Wherever a line below holds the word "against", copy that line.
(Records for this task begins)
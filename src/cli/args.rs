//! Command-line surface: `init`, `sync`, `watch`, `serve`, `query` (spec
//! §4.16), grounded on the teacher's `clap` derive layout.

use std::path::PathBuf;

use clap::{Parser, Subcommand};

/// Incremental code-graph indexing and query engine for JS/TS projects.
#[derive(Parser)]
#[command(
    name = "codetrace",
    version = env!("CARGO_PKG_VERSION"),
    about = "Incremental code-graph indexing and query engine",
    long_about = "Index a JS/TS workspace into a property graph, keep it in sync with the \
                  working tree, and answer dependency/dependent/path queries over it.",
    next_line_help = true
)]
pub struct Cli {
    /// Path to the workspace root. Defaults to the current directory.
    #[arg(short, long, global = true)]
    pub root: Option<PathBuf>,

    /// Enable debug-level logging regardless of `settings.toml`.
    #[arg(long, global = true)]
    pub debug: bool,

    #[command(subcommand)]
    pub command: Commands,
}

#[derive(Subcommand)]
pub enum Commands {
    /// Create `.codetrace/` and a default `settings.toml` in the workspace.
    #[command(about = "Set up the .codetrace cache directory and default configuration")]
    Init {
        /// Overwrite an existing settings.toml.
        #[arg(short, long)]
        force: bool,
    },

    /// Run one reconciliation pass against the manifest and exit.
    #[command(about = "Diff the working tree against the manifest and reindex what changed")]
    Sync,

    /// Run sync, then watch the tree until interrupted.
    #[command(about = "Sync once, then keep the graph up to date as files change")]
    Watch,

    /// Run watch, plus the MCP stdio query server.
    #[command(about = "Run the watcher and serve the query tools over MCP stdio")]
    Serve,

    /// Run a single query against the current graph, without starting the
    /// watcher or server.
    #[command(subcommand, about = "Run an ad-hoc dependenciesOf/dependentsOf/pathsBetween query")]
    Query(QueryCommand),
}

#[derive(Subcommand)]
pub enum QueryCommand {
    /// List what a symbol calls, references, extends, implements, or uses.
    DependenciesOf {
        /// File path, relative to the workspace root.
        file_path: String,
        /// Symbol name within that file.
        symbol: String,
        /// Prune to branches relevant to this free-text topic.
        #[arg(long)]
        topic: Option<String>,
    },

    /// List what calls, references, extends, implements, or uses a symbol.
    DependentsOf {
        file_path: String,
        symbol: String,
        #[arg(long)]
        topic: Option<String>,
    },

    /// Find the shortest dependency path between two symbols.
    PathsBetween {
        /// File path of the source symbol.
        from_file: String,
        /// Name of the source symbol.
        from_symbol: String,
        /// File path of the target symbol.
        to_file: String,
        /// Name of the target symbol.
        to_symbol: String,
    },
}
(Records for this task ends)
* [Your solution]:
    /// Run one reconciliation pass against the manifest and exit.
    #[command(about = "Diff the working tree against the manifest and reindex what changed")]
    /// Run a single query against the current graph, without starting the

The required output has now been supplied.